Ed Felten’s blog relays a report from the New York Timesexplaining the target selection strategies used to detect suspect communities in vast call graphs. The full paper reference, containing some novel data structures to support the processing, is:

Some further work from the same author includes a Bayesian re-framing of the problem and the solution in Deepak Agrawal, Daryl Pregibon“Enhancing Communities of Interest Using Bayesian Stochastic Blockmodels” presented at SDM 2004. Others have used a similar paradigm to study email messaging networks, particularly with a view to detect SPAM messages (Lisa Johansen, Michael Rowell, Kevin Butler, and Patrick McDaniel. Email Communities of Interest) or to prevent DDoS attacks (Patrick Verkaik, Oliver Spatscheck, Jacobus Van der Merwe, and Alex C. Snoeren. PRIMED: Community­of­Interest­Based DDoS Mitigation). It seems that the COI meme became popular within AT&T leading to more framework papers like William Aiello , Charles Kalmanek, Patrick McDaniel, Subhabrata Sen , Oliver Spatscheck, and Jacobus Van der Merwe, “Analysis of Communities of Interest in Data Networks“.

A key shortcoming of these papers when it come to security is that they do not consider a strategic adversary that aims to foil detection. The work by Sudarshan S. Chawathe  “Tracking Hidden Groups Using Communications” addresses this side of the problem.

I just read a nice paper entitled “P2P: Is Big Brother Watching You?” by Banerjee, Faloutsos and Bhuyan at at UC Riverside. They present experiments to determine the probability a P2P file sharer stumbles upon an IP address thought to be used by anti-P2P entities, potentially to launch law-suits. Interestingly without the use of Black lists the probability is very close to 100% while even simple filtering brings it down to 1%.

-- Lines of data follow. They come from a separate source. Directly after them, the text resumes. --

//! Field tables backing [ThemeColors](crate::theme::ThemeColors) and
//! [ThemeMetrics](crate::theme::ThemeMetrics).
//!
//! Each authored theme field has a document key and a compiled-in default. The
//! `theme_fields!` macro generates the struct, its defaults and name-based access
//! from a single table, so the document reader and writer can never drift from
//! the struct definition.

use indexmap::IndexMap;
use serde_json::Value;
use vello::peniko::Color;

use crate::color::{parse_hex_color, to_hex};
use crate::document::DocumentReader;

/// A value that can be read from and written to a theme document.
pub trait DocumentValue: Sized {
    /// Read a literal value. Returns [None] when `value` is not a literal of this type.
    fn from_document(value: &Value) -> Option<Self>;

    /// Write the value as a document literal.
    fn to_document(&self) -> Value;
}

impl DocumentValue for Color {
    fn from_document(value: &Value) -> Option<Self> {
        value.as_str().and_then(parse_hex_color)
    }

    fn to_document(&self) -> Value {
        Value::String(to_hex(*self))
    }
}

impl DocumentValue for f64 {
    fn from_document(value: &Value) -> Option<Self> {
        value.as_f64().filter(|number| number.is_finite())
    }

    fn to_document(&self) -> Value {
        serde_json::Number::from_f64(*self)
            .map(Value::Number)
            .unwrap_or(Value::Null)
    }
}

impl DocumentValue for u64 {
    fn from_document(value: &Value) -> Option<Self> {
        value.as_u64().or_else(|| {
            value
                .as_f64()
                .filter(|number| number.is_finite() && *number >= 0.0)
                .map(|number| number.round() as u64)
        })
    }

    fn to_document(&self) -> Value {
        Value::from(*self)
    }
}

impl DocumentValue for bool {
    fn from_document(value: &Value) -> Option<Self> {
        value.as_bool()
    }

    fn to_document(&self) -> Value {
        Value::Bool(*self)
    }
}

/// Reads and writes a field table through its document keys.
pub trait FieldTable {
    /// Every document key of the table, in declaration order.
    const KEYS: &'static [&'static str];

    /// Overwrite every field the document provides a usable value for.
    ///
    /// Fields the document omits, or gives a value of the wrong type, keep
    /// their current value.
    fn read_fields(&mut self, reader: &DocumentReader<'_>);

    /// Append every field as a document entry.
    fn write_fields(&self, out: &mut IndexMap<String, Value>);
}

/// Generate a struct of authored theme fields with document keys and defaults.
macro_rules! theme_fields {
    (
        $(#[$struct_meta:meta])*
        pub struct $name:ident {
            $(
                $(#[$field_meta:meta])*
                $field:ident : $ty:ty => $key:literal = $default:expr,
            )*
        }
    ) => {
        $(#[$struct_meta])*
        #[derive(Debug, Clone, PartialEq)]
        pub struct $name {
            $(
                $(#[$field_meta])*
                pub $field: $ty,
            )*
        }

        impl Default for $name {
            fn default() -> Self {
                Self {
                    $( $field: $default, )*
                }
            }
        }

        impl $crate::fields::FieldTable for $name {
            const KEYS: &'static [&'static str] = &[$($key),*];

            fn read_fields(&mut self, reader: &$crate::document::DocumentReader<'_>) {
                $(
                    if let Some(value) = reader.resolve::<$ty>($key) {
                        self.$field = value;
                    }
                )*
            }

            fn write_fields(
                &self,
                out: &mut indexmap::IndexMap<String, serde_json::Value>,
            ) {
                $(
                    out.insert(
                        $key.to_string(),
                        $crate::fields::DocumentValue::to_document(&self.$field),
                    );
                )*
            }
        }
    };
}

pub(crate) use theme_fields;
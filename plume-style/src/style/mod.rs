//! # Style Facade
//!
//! [Style] answers every request of the host toolkit's style contract: draw a
//! primitive, a control or a complex control, compute sub-rectangles and
//! sizes, hit-test sub-controls, report pixel metrics and style hints.
//!
//! Each request is looked up in a [HandlerTable] built once at construction.
//! A themed handler classifies the option's flags, resolves colors and
//! metrics through [ThemeQueries], smooths them with the
//! [AnimationManager], then hands literal values to the routines in
//! [render](crate::render). Kinds without a handler are forwarded to the
//! [BaseStyle], so every request gets an answer.
//!
//! ## Theme swaps
//!
//! [Style::set_theme] ignores a theme equal to the active one. Otherwise it
//! stores the theme, tells the host, clears the icon cache and only then asks
//! the host to repaint its top-level widgets, so no icon tinted with the old
//! colors is ever painted again.
//!
//! ```rust
//! use plume_style::style::{NullHost, Style};
//! use plume_theme::theme::Theme;
//!
//! let mut style = Style::new(Theme::light(), Box::new(NullHost));
//! assert!(!style.set_theme(Theme::light()));
//! assert!(style.set_theme(Theme::dark()));
//! ```

mod base;
mod handlers;
mod host;
mod layout;
mod paint;

use std::cell::{Cell, Ref, RefCell};
use std::time::Instant;

use plume_theme::color::transparent;
use plume_theme::config::{AutoIconColor, StyleConfig, ThemeSource};
use plume_theme::theme::{AnimationKind, Theme};
use plume_theme::watcher::ThemeWatcher;
use vello::kurbo::{Point, Rect, Size};
use vello::peniko::Color;

pub use base::{BaseStyle, DefaultBaseStyle};
pub use handlers::HandlerTable;
pub use host::{NullHost, StyleHost};

use crate::animation::{Animatable, AnimationManager, AnimationSlot};
use crate::icon_cache::{IconCache, TintedIcon};
use crate::option::{
    ComplexControl, ContentsType, ControlElement, ControlKind, PixelMetric, PrimitiveElement, StyleHint,
    StyleOption, SubControl, SubElement,
};
use crate::quirks::{NoQuirks, ToolkitQuirks};
use crate::render::Painter;
use crate::resolver::ThemeQueries;
use crate::state::FocusState;
use crate::widget::{resolve_auto_icon_color, WidgetContext, WidgetKey};

/// The style facade.
pub struct Style {
    theme: Theme,
    host: Box<dyn StyleHost>,
    base: Box<dyn BaseStyle>,
    quirks: Box<dyn ToolkitQuirks>,
    handlers: HandlerTable,
    animations: RefCell<AnimationManager>,
    icon_cache: RefCell<IconCache>,
    auto_icon_color: AutoIconColor,
    frame_time: Cell<Option<Instant>>,
    watcher: Option<ThemeWatcher>,
}

impl Style {
    /// Create a style showing `theme`, with the plain base style and no quirks.
    pub fn new(theme: Theme, host: Box<dyn StyleHost>) -> Self {
        Self {
            theme,
            host,
            base: Box::new(DefaultBaseStyle::default()),
            quirks: Box::new(NoQuirks),
            handlers: HandlerTable::build(),
            animations: RefCell::new(AnimationManager::new()),
            icon_cache: RefCell::new(IconCache::new()),
            auto_icon_color: AutoIconColor::default(),
            frame_time: Cell::new(None),
            watcher: None,
        }
    }

    /// Create a style from configuration.
    ///
    /// An unloadable theme falls back to the light theme. With hot reload on
    /// and a theme document as source, the document is watched; see
    /// [Style::poll_theme_file].
    pub fn from_config(config: &StyleConfig, host: Box<dyn StyleHost>) -> Self {
        let mut style = Self::new(config.resolve_theme_or_default(), host).with_auto_icon_color(config.auto_icon_color);
        style.set_animations_enabled(config.animations);

        if config.hot_reload {
            match &config.theme {
                ThemeSource::File(path) => match ThemeWatcher::new(path) {
                    Ok(watcher) => style.watcher = Some(watcher),
                    Err(err) => log::warn!("Theme hot reload disabled: {}", err),
                },
                ThemeSource::Builtin(name) => {
                    log::debug!("Theme hot reload ignored for built-in theme '{}'", name);
                },
            }
        }

        style
    }

    /// Replace the toolkit default style requests are forwarded to.
    pub fn with_base_style(mut self, base: Box<dyn BaseStyle>) -> Self {
        self.base = base;
        self
    }

    /// Replace the toolkit quirks adapter.
    pub fn with_quirks(mut self, quirks: Box<dyn ToolkitQuirks>) -> Self {
        self.quirks = quirks;
        self
    }

    /// Set the icon tinting used when no widget chooses its own.
    pub fn with_auto_icon_color(mut self, policy: AutoIconColor) -> Self {
        self.auto_icon_color = policy;
        self
    }

    /// Swap the active theme.
    ///
    /// Returns `false` and does nothing when `theme` equals the active theme.
    pub fn set_theme(&mut self, theme: Theme) -> bool {
        if theme == self.theme {
            log::debug!("Theme '{}' is already active", theme.meta().name);
            return false;
        }

        log::debug!("Switching theme to '{}'", theme.meta().name);
        self.theme = theme;
        self.host.on_theme_changed(&self.theme);
        self.icon_cache.borrow_mut().clear();
        self.host.on_icon_cache_cleared();
        self.host.repaint_top_level_widgets();
        true
    }

    /// Apply the watched theme document if it changed since the last poll.
    ///
    /// Returns whether the theme was swapped. A document that fails to load
    /// leaves the active theme in place.
    pub fn poll_theme_file(&mut self) -> bool {
        let Some(theme) = self.watcher.as_ref().and_then(ThemeWatcher::poll) else {
            return false;
        };
        self.set_theme(theme)
    }

    /// Whether a theme document is watched for changes.
    pub fn is_watching_theme_file(&self) -> bool {
        self.watcher.is_some()
    }

    /// The icon tinting a widget resolves to: its own, an ancestor's, or the style default.
    pub fn auto_icon_color(&self, widget: Option<WidgetKey>) -> AutoIconColor {
        let context = widget.and_then(|key| self.host.widget(key));
        resolve_auto_icon_color(context, self.auto_icon_color)
    }

    /// The icon tinting used when no widget chooses its own.
    pub fn default_auto_icon_color(&self) -> AutoIconColor {
        self.auto_icon_color
    }

    /// Whether state changes animate.
    pub fn animations_enabled(&self) -> bool {
        self.animations.borrow().is_enabled()
    }

    /// Turn animations on or off. Off snaps every transition.
    pub fn set_animations_enabled(&mut self, enabled: bool) {
        self.animations.get_mut().set_enabled(enabled);
    }

    /// Paint as of `now` instead of the wall clock. [None] restores the wall clock.
    pub fn set_frame_time(&self, now: Option<Instant>) {
        self.frame_time.set(now);
    }

    /// Whether a widget is mid-transition. Hosts schedule another repaint while it is.
    pub fn is_animating(&self, widget: WidgetKey) -> bool {
        self.animations.borrow().is_animating_at(widget, self.now())
    }

    /// Drop the animation state of a destroyed widget.
    pub fn forget_widget(&self, widget: WidgetKey) {
        self.animations.borrow_mut().forget_widget(widget);
    }

    /// The cache of tinted icons.
    pub fn icon_cache(&self) -> Ref<'_, IconCache> {
        self.icon_cache.borrow()
    }

    /// Whether requests of `kind` are themed rather than forwarded to the base style.
    pub fn is_themed(&self, kind: ControlKind) -> bool {
        self.handlers.handles(kind)
    }

    /// Draw a primitive element.
    pub fn draw_primitive(&self, element: PrimitiveElement, option: &StyleOption, painter: &mut dyn Painter) {
        match self.handlers.primitive(element) {
            Some(handler) => handler(self, option, painter),
            None => {
                log::trace!("Forwarding primitive {:?} to the base style", element);
                self.base.draw_primitive(element, option, painter);
            },
        }
    }

    /// Draw a control element.
    pub fn draw_control(&self, element: ControlElement, option: &StyleOption, painter: &mut dyn Painter) {
        match self.handlers.control(element) {
            Some(handler) => handler(self, option, painter),
            None => {
                log::trace!("Forwarding control {:?} to the base style", element);
                self.base.draw_control(element, option, painter);
            },
        }
    }

    /// Draw a complex control.
    pub fn draw_complex_control(&self, control: ComplexControl, option: &StyleOption, painter: &mut dyn Painter) {
        match self.handlers.complex(control) {
            Some(handler) => handler(self, option, painter),
            None => {
                log::trace!("Forwarding complex control {:?} to the base style", control);
                self.base.draw_complex_control(control, option, painter);
            },
        }
    }

    /// Rectangle of a sub-element.
    pub fn sub_element_rect(&self, element: SubElement, option: &StyleOption) -> Rect {
        match self.handlers.sub_element(element) {
            Some(handler) => handler(self, option),
            None => {
                log::trace!("Forwarding sub-element {:?} to the base style", element);
                self.base.sub_element_rect(element, option)
            },
        }
    }

    /// Rectangle of a complex control's sub-control.
    pub fn sub_control_rect(&self, control: ComplexControl, sub_control: SubControl, option: &StyleOption) -> Rect {
        let themed = self
            .handlers
            .sub_control(control)
            .and_then(|handler| handler(self, sub_control, option));

        match themed {
            Some(rect) => rect,
            None => {
                log::trace!("Forwarding sub-control {:?} of {:?} to the base style", sub_control, control);
                self.base.sub_control_rect(control, sub_control, option)
            },
        }
    }

    /// Size of a control holding contents of `contents_size`.
    pub fn size_from_contents(&self, contents: ContentsType, option: &StyleOption, contents_size: Size) -> Size {
        match self.handlers.contents(contents) {
            Some(handler) => handler(self, option, contents_size),
            None => {
                log::trace!("Forwarding size of {:?} to the base style", contents);
                self.base.size_from_contents(contents, option, contents_size)
            },
        }
    }

    /// Sub-control of a complex control under `point`.
    pub fn hit_test_complex_control(
        &self,
        control: ComplexControl,
        option: &StyleOption,
        point: Point,
    ) -> Option<SubControl> {
        if self.handlers.sub_control(control).is_none() {
            log::trace!("Forwarding hit test of {:?} to the base style", control);
            return self.base.hit_test_complex_control(control, option, point);
        }

        layout::hit_test_order(control)
            .iter()
            .copied()
            .find(|sub_control| self.sub_control_rect(control, *sub_control, option).contains(point))
    }

    /// A size in logical pixels.
    pub fn pixel_metric(&self, metric: PixelMetric, option: Option<&StyleOption>) -> f64 {
        match self.handlers.metric(metric) {
            Some(handler) => handler(self, option),
            None => {
                log::trace!("Forwarding metric {:?} to the base style", metric);
                self.base.pixel_metric(metric, option)
            },
        }
    }

    /// A behavioural hint.
    pub fn style_hint(&self, hint: StyleHint, option: Option<&StyleOption>) -> i32 {
        match self.handlers.hint(hint) {
            Some(handler) => handler(self, option),
            None => {
                log::trace!("Forwarding hint {:?} to the base style", hint);
                self.base.style_hint(hint, option)
            },
        }
    }

    pub(crate) fn now(&self) -> Instant {
        self.frame_time.get().unwrap_or_else(Instant::now)
    }

    pub(crate) fn quirks(&self) -> &dyn ToolkitQuirks {
        self.quirks.as_ref()
    }

    pub(crate) fn widget_context(&self, option: &StyleOption) -> Option<&dyn WidgetContext> {
        option.widget.and_then(|key| self.host.widget(key))
    }

    /// The value to paint for `target`, smoothed per widget and slot.
    /// Options without a widget are never animated.
    pub(crate) fn animated<T: Animatable>(
        &self,
        option: &StyleOption,
        slot: AnimationSlot,
        target: T,
        kind: AnimationKind,
    ) -> T {
        let Some(key) = option.widget else {
            return target;
        };
        let duration = self.animation_duration(kind);
        self.animations
            .borrow_mut()
            .animate_at(key, slot, target, duration, self.now())
    }

    /// The focus ring to draw, fading in and out with focus.
    pub(crate) fn focus_ring(&self, option: &StyleOption) -> Option<Color> {
        if self
            .widget_context(option)
            .is_some_and(|widget| self.quirks.draws_own_focus(widget))
        {
            return None;
        }

        let states = option.states();
        let color = self.focus_border_color(states.status);
        let target = match states.focus {
            FocusState::Focused => color,
            FocusState::NotFocused => transparent(color),
        };
        let ring = self.animated(option, AnimationSlot::Focus, target, AnimationKind::Focus);
        (ring.components[3] > 0.0).then_some(ring)
    }

    /// The option's icon, tinted per the widget's icon tinting.
    pub(crate) fn icon(&self, option: &StyleOption, foreground: Color, text: Color) -> Option<TintedIcon> {
        let id = option.icon.as_ref()?;
        let tint = match resolve_auto_icon_color(self.widget_context(option), self.auto_icon_color) {
            AutoIconColor::None => {
                return Some(TintedIcon {
                    id: id.clone(),
                    tint: None,
                })
            },
            AutoIconColor::ForegroundColor => foreground,
            AutoIconColor::TextColor => text,
        };
        Some(self.icon_cache.borrow_mut().tinted(id, tint))
    }
}

impl ThemeQueries for Style {
    fn theme(&self) -> &Theme {
        &self.theme
    }
}
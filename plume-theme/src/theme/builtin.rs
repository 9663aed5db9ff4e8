use super::Theme;
use crate::error::{ThemeError, ThemeResult};

const DARK_DOCUMENT: &str = include_str!("../../themes/dark.json");

/// Names accepted by [Theme::builtin].
pub const BUILTIN_THEMES: &[&str] = &["light", "dark"];

impl Theme {
    /// The bundled dark theme.
    ///
    /// It is stored as a theme document overriding the light defaults, the same
    /// way a user theme would.
    pub fn dark() -> Self {
        match Self::from_json(DARK_DOCUMENT) {
            Ok(theme) => theme,
            Err(err) => {
                log::error!("Bundled dark theme is invalid, using light: {}", err);
                Self::light()
            },
        }
    }

    /// Look up a bundled theme by name, case-insensitively.
    pub fn builtin(name: &str) -> ThemeResult<Self> {
        match name.to_lowercase().as_str() {
            "light" => Ok(Self::light()),
            "dark" => Ok(Self::dark()),
            _ => Err(ThemeError::not_found(name)),
        }
    }
}

#[cfg(test)]
mod tests {
    use super::*;

    #[test]
    fn dark_differs_from_light() {
        let dark = Theme::dark();
        assert_eq!(dark.meta().name, "Dark");
        assert_ne!(dark, Theme::light());
        assert_ne!(dark.colors().background_main1, Theme::light().colors().background_main1);
    }

    #[test]
    fn builtin_lookup() {
        assert_eq!(Theme::builtin("LIGHT").unwrap(), Theme::light());
        assert_eq!(Theme::builtin("dark").unwrap(), Theme::dark());
        assert!(matches!(
            Theme::builtin("solarized"),
            Err(ThemeError::ThemeNotFound { .. })
        ));
    }

    #[test]
    fn every_builtin_name_resolves() {
        for name in BUILTIN_THEMES {
            assert!(Theme::builtin(name).is_ok(), "{name} should resolve");
        }
    }
}
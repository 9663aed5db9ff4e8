//! Tests for loading and saving theme documents on disk

use std::fs;

use plume_theme::color::rgba8;
use plume_theme::config::{StyleConfig, ThemeSource};
use plume_theme::error::ThemeError;
use plume_theme::theme::{Theme, ThemeMeta};
use vello::peniko::Color;

#[test]
fn test_save_and_load_round_trip() {
    let dir = tempfile::tempdir().unwrap();
    let path = dir.path().join("ocean.json");

    let theme = Theme::light()
        .with_meta(ThemeMeta::new("Ocean", "2.1", "tester"))
        .with_colors(|colors| colors.primary = Color::from_rgb8(0x1b, 0x6a, 0xc9))
        .with_metrics(|metrics| metrics.border_radius = 7.0);
    theme.save(&path).unwrap();

    let loaded = Theme::from_file(&path).unwrap();
    assert_eq!(loaded, theme);
    assert_eq!(loaded.meta().name, "Ocean");
}

#[test]
fn test_missing_file() {
    let dir = tempfile::tempdir().unwrap();
    let result = Theme::from_file(dir.path().join("absent.json"));
    assert!(matches!(result, Err(ThemeError::ThemeFileNotFound { .. })));
}

#[test]
fn test_partial_override_from_file() {
    let dir = tempfile::tempdir().unwrap();
    let path = dir.path().join("red.json");
    fs::write(&path, r##"{ "primaryColor": "#FF0000", "notAKey": "#00ff00" }"##).unwrap();

    let theme = Theme::from_file(&path).unwrap();
    assert_eq!(rgba8(theme.colors().primary), [255, 0, 0, 255]);
    assert_eq!(theme.colors().primary_disabled, Theme::light().colors().primary_disabled);
}

#[test]
fn test_malformed_file_is_an_error() {
    let dir = tempfile::tempdir().unwrap();
    let path = dir.path().join("broken.json");
    fs::write(&path, "{ \"primaryColor\": ").unwrap();

    assert!(matches!(Theme::from_file(&path), Err(ThemeError::Json(_))));
}

#[test]
fn test_config_file_selects_theme_document() {
    let dir = tempfile::tempdir().unwrap();
    let theme_path = dir.path().join("custom.json");
    fs::write(&theme_path, r##"{ "meta": { "name": "Custom" }, "focusColor": "#00000000" }"##)
        .unwrap();

    let config_path = dir.path().join("style.toml");
    fs::write(
        &config_path,
        format!(
            "theme = \"file:{}\"\nanimations = false\n",
            theme_path.display()
        ),
    )
    .unwrap();

    let config = StyleConfig::from_file(&config_path).unwrap();
    assert_eq!(config.theme, ThemeSource::File(theme_path));
    assert!(!config.animations);

    let theme = config.resolve_theme().unwrap();
    assert_eq!(theme.meta().name, "Custom");
    assert_eq!(theme.colors().focus, Color::TRANSPARENT);
}

#[test]
fn test_invalid_config_file() {
    let dir = tempfile::tempdir().unwrap();
    let path = dir.path().join("style.toml");
    fs::write(&path, "animations = \"maybe\"").unwrap();

    assert!(matches!(
        StyleConfig::from_file(&path),
        Err(ThemeError::Config { .. })
    ));
}

#[test]
fn test_unreadable_theme_source_falls_back() {
    let config = StyleConfig::new().with_theme(ThemeSource::parse("file:/nonexistent/plume.json"));
    assert_eq!(config.resolve_theme_or_default(), Theme::light());
}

That is of interest to the traffic analyst is the techniques used for both surveillance and counter surveillance. Infiltration of the P2P network can be thought as an active, sybil attack, and could potentially be facilitated through the identification of nodes with higher degree or other structural properties. This seems to not be the case, and P2P super-nodes turn out to have the same probability of being visited as normal peers.

The second point of interest is the use of anonymity and identification from all parties. Peers use blacklists of IP ranges in order to detect potential organizations that run surveillance operations. Clearly it would have been of some benefit for those performing surveillance to have access to communication systems that hide their network attachment points. On the other hand they do try to make it harder to link IP ranges to real-world identities by locating machines, and routing from and to, part of the unassigned IP space. As a result WHOIS lookups do not yield any information about the real world entity behind the surveillance operations.

I have been reading some papers suggested by Janne Lindqvist on the subject of device identification, an often neglected aspect of traffic analysis.

Remote Physical Device Fingerprinting by Kohno et al. introduced the clock skew technique for uniquely identifying networked devices that support the TCP timestamp extensions. The key idea is that the clock skey of each device’s clock is unique, and observing the time drift over a long period allows an adversary to identify it. The technique has been extended by Steven Murdoch in his paper Hot or Not: Revealing Hidden Services by their Clock Skew where he uses it to identify Tor hidden services.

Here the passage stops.